(Dataset entries)
# # # # # # #

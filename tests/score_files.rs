#[path = "../src/scores.rs"]
mod scores;

use scores::{Cell, LoadError, ScoreDir};
use std::path::PathBuf;
use std::time::{SystemTime, UNIX_EPOCH};

fn fixture_path(rel: &str) -> PathBuf {
    PathBuf::from(env!("CARGO_MANIFEST_DIR")).join("fixtures").join(rel)
}

fn temp_dir(prefix: &str) -> PathBuf {
    let p = std::env::temp_dir().join(format!(
        "{}-{}",
        prefix,
        SystemTime::now()
            .duration_since(UNIX_EPOCH)
            .expect("clock")
            .as_nanos()
    ));
    std::fs::create_dir_all(&p).expect("create temp dir");
    p
}

fn exts() -> Vec<String> {
    vec!["xlsx".into(), "csv".into()]
}

#[test]
fn xlsx_fixture_skips_metadata_rows() {
    let dir = ScoreDir::new(fixture_path("workspace"), exts());
    let table = dir.load("Adams").expect("load Adams.xlsx");
    assert_eq!(table.rows.len(), 3);

    let first = &table.rows[0];
    assert_eq!(first.subject, Cell::Text("Mathematics".into()));
    assert_eq!(first.display_cells(), ["Mathematics", "15", "12", "50", "", "", ""].map(String::from));
    assert_eq!(table.rows[2].ca2.to_string(), "9");
}

#[test]
fn xlsx_is_preferred_over_csv() {
    let ws = temp_dir("reportcard-scores-prefer");
    std::fs::copy(fixture_path("workspace/Adams.xlsx"), ws.join("Adams.xlsx")).expect("copy");
    std::fs::write(ws.join("Adams.csv"), "not,a,report\n").expect("write csv");

    let dir = ScoreDir::new(&ws, exts());
    assert_eq!(dir.locate("Adams"), Some(ws.join("Adams.xlsx")));
    assert!(dir.load("Adams").is_ok());
}

#[test]
fn short_csv_is_malformed_not_missing() {
    let ws = temp_dir("reportcard-scores-short");
    std::fs::write(ws.join("Bala.csv"), "only,three,lines\nx\ny\n").expect("write csv");

    let dir = ScoreDir::new(&ws, exts());
    match dir.load("Bala") {
        Err(LoadError::Malformed { path, .. }) => assert_eq!(path, ws.join("Bala.csv")),
        other => panic!("expected Malformed, got {:?}", other),
    }
}

#[test]
fn corrupt_workbook_is_malformed() {
    let ws = temp_dir("reportcard-scores-corrupt");
    std::fs::write(ws.join("Deji.xlsx"), b"this is not a zip archive").expect("write xlsx");

    let dir = ScoreDir::new(&ws, exts());
    assert!(matches!(dir.load("Deji"), Err(LoadError::Malformed { .. })));
}
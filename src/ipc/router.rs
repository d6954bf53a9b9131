use super::handlers;
use super::types::{AppState, Request};
use crate::ipc::error::err;

pub fn handle_request(state: &mut AppState, req: Request) -> serde_json::Value {
    tracing::debug!(id = %req.id, method = %req.method, "request");

    if let Some(resp) = handlers::core::try_handle(state, &req) {
        return resp;
    }
    if let Some(resp) = handlers::portal::try_handle(state, &req) {
        return resp;
    }
    if let Some(resp) = handlers::reports::try_handle(state, &req) {
        return resp;
    }

    err(
        &req.id,
        "not_implemented",
        format!("unknown method: {}", req.method),
        None,
    )
}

# # # # # # #

> _Problem description_:
From the records given above, copy all lines containing "Some".

> _Problem solution_:
    assert_eq!(dir.locate("Adams"), Some(ws.join("Adams.xlsx")));
    if let Some(resp) = handlers::core::try_handle(state, &req) {
    if let Some(resp) = handlers::portal::try_handle(state, &req) {
    if let Some(resp) = handlers::reports::try_handle(state, &req) {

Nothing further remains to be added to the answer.